The real taste kicker requires using both smoked sweet paprika as well as a spicy paprika. Be sure to go easy on the fresh marjoram - it’s a stronger taste than you think. And finally, to toast the caraway seeds - put in a small frying pan over a medium heat for about three minutes, stirring almost constantly. Dump into your mortar. Let cool before grinding.


If the resulting sauce is too thin, make a flour & cold water mixture (about 1/4 C of water & 1T flour), mix & stir into the very hot sauce. It will thicken as the pan cools.


Find the recipe here: http://www.foodnetwork.com/recipes/wolfgang-puck/wolfgangs-beef-goulash-recipe/index.html


Wednesday, November 18, 2009

Focaccia Bread

Just a quick update - made some focaccia last week using the equivalent of one loaf of my usual bread recipe (key ingredient: freshly ground wheat flour). After patting the bread dough into my gold 9" X 13" pan, I topped it with: 1 heaping C chopped black olives, 3/4 C dried tomatoes (Costco), 3/4 C feta (reduced fat), cracked dried rosemary (Savory Spice - coming to Colorado Springs soon!) and 2 t coarsely ground salt.

Note: gold pans are available at Williams Sonoma - they are non-stick & brown things extremely well. Savory Spice should be opening next week down on Tejon.

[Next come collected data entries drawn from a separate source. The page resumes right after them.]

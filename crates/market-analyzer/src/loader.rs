use std::collections::BTreeSet;
use std::fs::File;
use std::io::{self, Read};
use std::path::Path;

use csv::{ReaderBuilder, StringRecord, Trim};
use thiserror::Error;
use tracing::{debug, info};

use crate::error::AnalyzeError;
use crate::transaction::{parse_date, parse_price, Transaction, TransactionKind};

/// Headers every export must carry besides the price column.
const REQUIRED_COLUMNS: [&str; 4] = ["Game Name", "Acted On", "Type", "Market Name"];

/// Strips surrounding whitespace and quote characters from a header name.
/// Applying it twice changes nothing.
pub fn clean_header(raw: &str) -> &str {
    raw.trim().trim_matches(|c| c == '"' || c == '\'').trim()
}

/// Resolved indices of the columns the pipeline reads
#[derive(Debug, Clone, Copy)]
struct ColumnMap {
    game_name: usize,
    acted_on: usize,
    kind: usize,
    market_name: usize,
    price_cents: usize,
}

impl ColumnMap {
    fn resolve(headers: &StringRecord) -> Result<Self, AnalyzeError> {
        let cleaned: Vec<String> = headers.iter().map(|h| clean_header(h).to_string()).collect();
        debug!("cleaned column names: {cleaned:?}");

        // The monetary column name varies between exports; match it by
        // substring, first hit wins.
        let price_cents = cleaned
            .iter()
            .position(|h| h.contains("Price") && h.contains("Cents"))
            .ok_or_else(|| AnalyzeError::MissingPriceColumn {
                available: cleaned.clone(),
            })?;

        let mut indices = [0usize; REQUIRED_COLUMNS.len()];
        let mut missing = Vec::new();
        for (slot, name) in indices.iter_mut().zip(REQUIRED_COLUMNS) {
            match cleaned.iter().position(|h| h == name) {
                Some(index) => *slot = index,
                None => missing.push(name.to_string()),
            }
        }
        if !missing.is_empty() {
            return Err(AnalyzeError::MissingColumns {
                missing,
                available: cleaned,
            });
        }
        let [game_name, acted_on, kind, market_name] = indices;

        Ok(Self {
            game_name,
            acted_on,
            kind,
            market_name,
            price_cents,
        })
    }
}

/// Why a row was silently excluded
#[derive(Debug, Error)]
enum RowError {
    #[error("empty transaction type")]
    EmptyKind,
    #[error("empty market name")]
    EmptyMarketName,
    #[error("unparseable price")]
    BadPrice,
    #[error("unparseable date")]
    BadDate,
}

/// Loads the export at `path` and keeps the normalized rows for `game`.
pub fn load_transactions(
    path: impl AsRef<Path>,
    game: &str,
) -> Result<Vec<Transaction>, AnalyzeError> {
    let path = path.as_ref();
    let file = File::open(path).map_err(|e| match e.kind() {
        io::ErrorKind::NotFound => AnalyzeError::MissingFile(path.to_path_buf()),
        _ => AnalyzeError::Io(e),
    })?;

    read_transactions(file, game)
}

/// Same as [`load_transactions`], over any reader.
pub fn read_transactions<R: Read>(reader: R, game: &str) -> Result<Vec<Transaction>, AnalyzeError> {
    let mut csv_reader = ReaderBuilder::new().trim(Trim::All).from_reader(reader);
    let headers = csv_reader.headers()?.clone();
    let columns = ColumnMap::resolve(&headers)?;

    let mut transactions = Vec::new();
    let mut total = 0usize;
    let mut matched = 0usize;
    let mut dropped = 0usize;

    for (row, result) in csv_reader.records().enumerate() {
        total += 1;
        let record = match result {
            Ok(record) => record,
            Err(e) => {
                debug!("dropping row {row}: {e}");
                dropped += 1;

                continue;
            }
        };

        if record.get(columns.game_name).unwrap_or("") != game {
            continue;
        }
        matched += 1;

        match row_to_transaction(&record, &columns) {
            Ok(tx) => transactions.push(tx),
            Err(reason) => {
                debug!("dropping row {row}: {reason}");
                dropped += 1;
            }
        }
    }

    if matched == 0 {
        return Err(AnalyzeError::NoMatchingRows(game.to_string()));
    }
    if !transactions.iter().any(|tx| tx.kind.is_trade()) {
        return Err(AnalyzeError::NoValidTransactions);
    }

    let labels: BTreeSet<&str> = transactions.iter().map(|tx| tx.kind.label()).collect();
    debug!("type labels after normalization: {labels:?}");
    info!(
        "kept {} of {matched} {game} rows ({total} read, {dropped} dropped)",
        transactions.len()
    );

    Ok(transactions)
}

fn row_to_transaction(record: &StringRecord, columns: &ColumnMap) -> Result<Transaction, RowError> {
    let kind = TransactionKind::normalize(record.get(columns.kind).unwrap_or(""))
        .ok_or(RowError::EmptyKind)?;

    let market_name = record.get(columns.market_name).unwrap_or("");
    if market_name.is_empty() {
        return Err(RowError::EmptyMarketName);
    }

    let price_cents =
        parse_price(record.get(columns.price_cents).unwrap_or("")).ok_or(RowError::BadPrice)?;
    let date = parse_date(record.get(columns.acted_on).unwrap_or("")).ok_or(RowError::BadDate)?;

    Ok(Transaction {
        market_name: market_name.to_string(),
        kind,
        date,
        price_cents,
    })
}
use crate::error::{FsError, Result};

#[derive(Debug, Clone, Copy, PartialEq, Eq)]
pub enum State {
    Free,
    Used,
}

/// One bit per data cluster, least significant bit first within every byte. The
/// encoding is the on-disk format as well, so the bitmap region is a plain copy of
/// `bits`.
#[derive(Debug, Clone, PartialEq, Eq)]
pub struct Bitmap {
    bits: Vec<u8>,
    /// Number of meaningful bits; trailing bits of the last byte are always zero.
    len: usize,
}

impl Bitmap {
    /// An all-free bitmap tracking `len` clusters.
    pub fn new(len: usize) -> Self {
        Self {
            bits: vec![0; (len + 7) / 8],
            len,
        }
    }

    /// Reads `len` bits from the head of `buf`, rejecting buffers that are too short
    /// or have bits set past the end of the map.
    pub fn parse(buf: &[u8], len: usize) -> Result<Self> {
        let bytes = (len + 7) / 8;
        let bits = buf
            .get(..bytes)
            .ok_or_else(|| {
                FsError::Corrupted(format!(
                    "bitmap needs {} bytes, region has {}",
                    bytes,
                    buf.len()
                ))
            })?
            .to_vec();
        let map = Self { bits, len };
        if len % 8 != 0 {
            let tail = map.bits[bytes - 1] >> (len % 8);
            if tail != 0 {
                return Err(FsError::Corrupted(
                    "bitmap marks clusters past the end of the data region".to_string(),
                ));
            }
        }
        Ok(map)
    }

    pub fn serialize(&self) -> &[u8] {
        &self.bits
    }

    pub fn get(&self, nr: usize) -> State {
        assert!(nr < self.len, "bit {} outside bitmap of {}", nr, self.len);
        match (self.bits[nr / 8] >> (nr % 8)) & 0b1 {
            0 => State::Free,
            _ => State::Used,
        }
    }

    pub fn set_reserved(&mut self, nr: usize) {
        assert!(nr < self.len, "bit {} outside bitmap of {}", nr, self.len);
        self.bits[nr / 8] |= 1 << (nr % 8);
    }

    pub fn set_free(&mut self, nr: usize) {
        assert!(nr < self.len, "bit {} outside bitmap of {}", nr, self.len);
        self.bits[nr / 8] &= !(1 << (nr % 8));
    }

    pub fn count_used(&self) -> usize {
        self.bits.iter().map(|b| b.count_ones() as usize).sum()
    }

    #[cfg(test)]
    pub fn count_free(&self) -> usize {
        self.len - self.count_used()
    }

    /// Whether at least `n` bits are free. Stops scanning as soon as the answer is known.
    pub fn has_free(&self, n: usize) -> bool {
        n == 0 || NextAvailableAllocation::new(self).nth(n - 1).is_some()
    }
}

/// Implements a naive allocation policy: every call to the iterator returns the next
/// free bit after the previously returned one, starting from the lowest index. The
/// iterator only reads the bitmap; callers reserve what they decide to keep.
///
/// ## Other Pre-Allocation Policies
///
/// 1. Allocation that attempts to find enough contiguous available blocks so data can be allocated
///    close together (speed ups through sequential reads).
/// 2. Allocation that attempts to spread randomly over blocks to prevent wear of physical devices
///    in the front section (that may be rewritten many times before allocating to the back).
pub struct NextAvailableAllocation<'a> {
    /// Keeps track of the next starting place for looking for available blocks.
    marker: usize,
    bitmap: &'a Bitmap,
}

impl<'a> NextAvailableAllocation<'a> {
    pub fn new(bitmap: &'a Bitmap) -> Self {
        Self { marker: 0, bitmap }
    }
}

impl Iterator for NextAvailableAllocation<'_> {
    type Item = usize;

    fn next(&mut self) -> Option<Self::Item> {
        while self.marker < self.bitmap.len {
            let i = self.marker;
            self.marker += 1;
            // Skip fully used bytes in one step.
            if i % 8 == 0 && self.bitmap.bits[i / 8] == 0xFF {
                self.marker = i + 8;
                continue;
            }
            if let State::Free = self.bitmap.get(i) {
                return Some(i);
            }
        }
        None
    }
}
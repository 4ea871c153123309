use std::fmt;
use std::path::Path;

use crate::chain;
use crate::dir::{self, Directory, DirectoryItem, DIR_ITEM_SIZE, PARENT_NAME, SELF_NAME};
use crate::disk::Disk;
use crate::error::{FsError, Resource, Result};
use crate::logging::EventLog;
use crate::node::{ClusterIndex, InodeId, InodeKind};
use crate::path;
use crate::sb::{FormatOptions, ROOT_INODE_ID};

/// Symbolic links followed while resolving one path before giving up.
pub const MAX_SYMLINK_DEPTH: usize = 32;

/// One item of a directory listing.
#[derive(Debug, Clone, PartialEq, Eq)]
pub struct DirEntry {
    pub name: String,
    pub inode: InodeId,
    pub kind: InodeKind,
    pub size: u64,
    /// Content of a symbolic link.
    pub link_target: Option<String>,
}

/// What `stat` reports about a single inode.
#[derive(Debug, Clone, PartialEq, Eq)]
pub struct InodeInfo {
    pub id: InodeId,
    pub kind: InodeKind,
    pub size: u64,
    pub data_clusters: Vec<ClusterIndex>,
    pub index_clusters: Vec<ClusterIndex>,
    pub link_target: Option<String>,
}

impl fmt::Display for InodeInfo {
    fn fmt(&self, f: &mut fmt::Formatter<'_>) -> fmt::Result {
        write!(
            f,
            "{} - {} B - i-node {} - clusters {:?}",
            self.kind.name(),
            self.size,
            self.id,
            self.data_clusters
        )?;
        if !self.index_clusters.is_empty() {
            write!(f, " - index clusters {:?}", self.index_clusters)?;
        }
        if let Some(target) = &self.link_target {
            write!(f, " -> {}", target)?;
        }
        Ok(())
    }
}

/// Superblock fields and allocation counters of a formatted image.
#[derive(Debug, Clone, PartialEq, Eq)]
pub struct FsInfo {
    pub signature: String,
    pub description: String,
    pub image_size: u64,
    pub cluster_size: u32,
    pub cluster_count: u32,
    pub used_clusters: u32,
    pub inode_count: u32,
    pub used_inodes: u32,
    pub bitmap_offset: u64,
    pub inode_table_offset: u64,
    pub data_offset: u64,
    pub max_file_size: u64,
}

impl fmt::Display for FsInfo {
    fn fmt(&self, f: &mut fmt::Formatter<'_>) -> fmt::Result {
        writeln!(f, "signature:          {}", self.signature)?;
        writeln!(f, "volume descriptor:  {}", self.description)?;
        writeln!(f, "disk size:          {} B", self.image_size)?;
        writeln!(f, "cluster size:       {} B", self.cluster_size)?;
        writeln!(
            f,
            "clusters:           {} used of {}",
            self.used_clusters, self.cluster_count
        )?;
        writeln!(
            f,
            "inodes:             {} used of {}",
            self.used_inodes, self.inode_count
        )?;
        writeln!(f, "bitmap start:       {}", self.bitmap_offset)?;
        writeln!(f, "inode table start:  {}", self.inode_table_offset)?;
        writeln!(f, "data start:         {}", self.data_offset)?;
        write!(f, "max file size:      {} B", self.max_file_size)
    }
}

It turned out so well - was so flavorful and required less salt on top due to the very salty black olives. Because it was thicker in the 9" X 13" pan it took about 25 minutes to bake instead of the usual 10 minutes.

Monday, November 16, 2009

Squash Ravioli for dinner

Since I was gone all day, I opted for a quick dinner. I had found some squash ravioli at Costco . . . they were just waiting in the fridge! So, I made a white sauce, added garlic, parsley and shallot salt and enough 2% milk to make two cups of sauce. For dessert, I had some lovely banana bread compliments of my friend Sarah (thanks Sarah!). It was all so very yum and there are leftovers for lunch!